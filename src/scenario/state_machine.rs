use chrono::{DateTime, Utc};
use serde::{Deserialize, Serialize};
use tracing::debug;
use uuid::Uuid;

use super::{events::ScenarioEvent, states::ScenarioState};
use crate::error::{FlowError, FlowResult};

/// One recorded transition
#[derive(Debug, Clone, PartialEq, Serialize, Deserialize)]
pub struct TransitionRecord {
    pub sort_key: u32,
    pub from_state: ScenarioState,
    pub to_state: ScenarioState,
    pub event: ScenarioEvent,
    pub transitioned_at: DateTime<Utc>,
}

/// Linear state machine over the scenario's four checks
///
/// Transitions only move forward one state at a time; `Fail` is accepted from
/// any non-terminal state. Every accepted transition is appended to the log.
#[derive(Debug, Clone)]
pub struct ScenarioStateMachine {
    run_id: Uuid,
    current: ScenarioState,
    transitions: Vec<TransitionRecord>,
}

impl ScenarioStateMachine {
    /// Create a new state machine in `Pending`
    pub fn new(run_id: Uuid) -> Self {
        Self {
            run_id,
            current: ScenarioState::default(),
            transitions: Vec::new(),
        }
    }

    pub fn run_id(&self) -> Uuid {
        self.run_id
    }

    pub fn current_state(&self) -> ScenarioState {
        self.current
    }

    pub fn transitions(&self) -> &[TransitionRecord] {
        &self.transitions
    }

    pub fn is_terminal(&self) -> bool {
        self.current.is_terminal()
    }

    /// Attempt to transition the scenario state
    pub fn transition(&mut self, event: ScenarioEvent) -> FlowResult<ScenarioState> {
        let from_state = self.current;
        let to_state = Self::determine_target_state(from_state, &event)?;

        debug!(
            run_id = %self.run_id,
            from = %from_state,
            to = %to_state,
            event = event.event_type(),
            "Scenario transition"
        );

        self.transitions.push(TransitionRecord {
            sort_key: u32::try_from(self.transitions.len()).unwrap_or(u32::MAX),
            from_state,
            to_state,
            event,
            transitioned_at: Utc::now(),
        });
        self.current = to_state;

        Ok(to_state)
    }

    /// Determine the target state based on current state and event
    fn determine_target_state(
        current_state: ScenarioState,
        event: &ScenarioEvent,
    ) -> FlowResult<ScenarioState> {
        let target = match (current_state, event) {
            (ScenarioState::Pending, ScenarioEvent::ResourceCreated { .. }) => {
                ScenarioState::ApiCreated
            }
            (ScenarioState::ApiCreated, ScenarioEvent::UiVerified) => ScenarioState::UiVerified,
            (ScenarioState::UiVerified, ScenarioEvent::MobileVerified { .. }) => {
                ScenarioState::MobileVerified
            }
            (ScenarioState::MobileVerified, ScenarioEvent::IsolationVerified) => {
                ScenarioState::IsolationVerified
            }
            (ScenarioState::IsolationVerified, ScenarioEvent::Finish) => ScenarioState::Done,

            // Failure from anywhere still running
            (from, ScenarioEvent::Fail(_)) if !from.is_terminal() => ScenarioState::Failed,

            (from_state, _) => {
                return Err(FlowError::InvalidTransition {
                    from: from_state.to_string(),
                    event: event.event_type().to_string(),
                })
            }
        };

        Ok(target)
    }
}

* * * *

→ **ACTIVITY**
Give back exactly the lines beginning at the one with "state and event" and ending at the final line of the material; both boundary lines belong in it.

→ **TASK OUTPUT**
    /// Determine the target state based on current state and event
    fn determine_target_state(
        current_state: ScenarioState,
        event: &ScenarioEvent,
    ) -> FlowResult<ScenarioState> {
        let target = match (current_state, event) {
            (ScenarioState::Pending, ScenarioEvent::ResourceCreated { .. }) => {
                ScenarioState::ApiCreated
            }
            (ScenarioState::ApiCreated, ScenarioEvent::UiVerified) => ScenarioState::UiVerified,
            (ScenarioState::UiVerified, ScenarioEvent::MobileVerified { .. }) => {
                ScenarioState::MobileVerified
            }
            (ScenarioState::MobileVerified, ScenarioEvent::IsolationVerified) => {
                ScenarioState::IsolationVerified
            }
            (ScenarioState::IsolationVerified, ScenarioEvent::Finish) => ScenarioState::Done,

            // Failure from anywhere still running
            (from, ScenarioEvent::Fail(_)) if !from.is_terminal() => ScenarioState::Failed,

            (from_state, _) => {
                return Err(FlowError::InvalidTransition {
                    from: from_state.to_string(),
                    event: event.event_type().to_string(),
                })
            }
        };

        Ok(target)
    }
}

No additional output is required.